[Collected data entries]
↓
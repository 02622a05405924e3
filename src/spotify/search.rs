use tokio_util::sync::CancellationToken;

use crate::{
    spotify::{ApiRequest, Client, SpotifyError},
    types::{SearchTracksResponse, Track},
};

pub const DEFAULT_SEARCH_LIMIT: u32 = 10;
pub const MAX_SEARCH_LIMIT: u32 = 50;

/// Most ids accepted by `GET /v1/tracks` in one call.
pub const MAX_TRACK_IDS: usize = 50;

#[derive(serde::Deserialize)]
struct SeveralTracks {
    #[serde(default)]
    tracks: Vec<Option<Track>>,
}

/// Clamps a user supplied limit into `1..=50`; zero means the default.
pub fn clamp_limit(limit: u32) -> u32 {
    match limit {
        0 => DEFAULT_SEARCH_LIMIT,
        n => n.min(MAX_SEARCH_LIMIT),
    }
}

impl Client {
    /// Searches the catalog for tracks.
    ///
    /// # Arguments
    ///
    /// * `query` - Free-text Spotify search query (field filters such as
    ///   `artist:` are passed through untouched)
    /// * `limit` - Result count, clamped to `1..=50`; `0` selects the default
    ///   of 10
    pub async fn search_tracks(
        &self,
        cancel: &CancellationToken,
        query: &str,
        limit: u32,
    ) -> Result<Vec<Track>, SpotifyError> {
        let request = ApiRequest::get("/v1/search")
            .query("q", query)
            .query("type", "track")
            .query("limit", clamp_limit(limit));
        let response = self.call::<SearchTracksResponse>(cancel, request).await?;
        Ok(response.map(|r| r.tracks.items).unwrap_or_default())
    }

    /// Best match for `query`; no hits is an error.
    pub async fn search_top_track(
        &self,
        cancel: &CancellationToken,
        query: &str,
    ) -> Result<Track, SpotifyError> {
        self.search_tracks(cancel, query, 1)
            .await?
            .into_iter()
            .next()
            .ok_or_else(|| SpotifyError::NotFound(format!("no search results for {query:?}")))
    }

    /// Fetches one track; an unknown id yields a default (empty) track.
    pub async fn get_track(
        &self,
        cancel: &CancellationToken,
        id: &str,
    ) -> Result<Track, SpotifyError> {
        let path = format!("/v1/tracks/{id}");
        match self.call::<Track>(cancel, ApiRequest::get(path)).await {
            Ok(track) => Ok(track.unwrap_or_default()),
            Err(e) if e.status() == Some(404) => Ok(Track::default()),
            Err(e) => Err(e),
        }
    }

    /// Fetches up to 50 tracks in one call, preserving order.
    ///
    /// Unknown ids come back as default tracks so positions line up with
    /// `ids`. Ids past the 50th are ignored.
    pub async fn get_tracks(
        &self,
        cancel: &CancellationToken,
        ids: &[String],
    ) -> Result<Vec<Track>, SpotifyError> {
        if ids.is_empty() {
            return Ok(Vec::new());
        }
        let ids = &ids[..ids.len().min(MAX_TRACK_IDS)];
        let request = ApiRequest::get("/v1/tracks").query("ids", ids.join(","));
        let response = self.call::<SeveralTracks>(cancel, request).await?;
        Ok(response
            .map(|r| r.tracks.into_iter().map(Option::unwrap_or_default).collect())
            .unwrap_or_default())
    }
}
↑
* **REQUIRED WORK**
Give the number of lines above that include "const". Write nothing else.

* **RESPONSE AREA**
3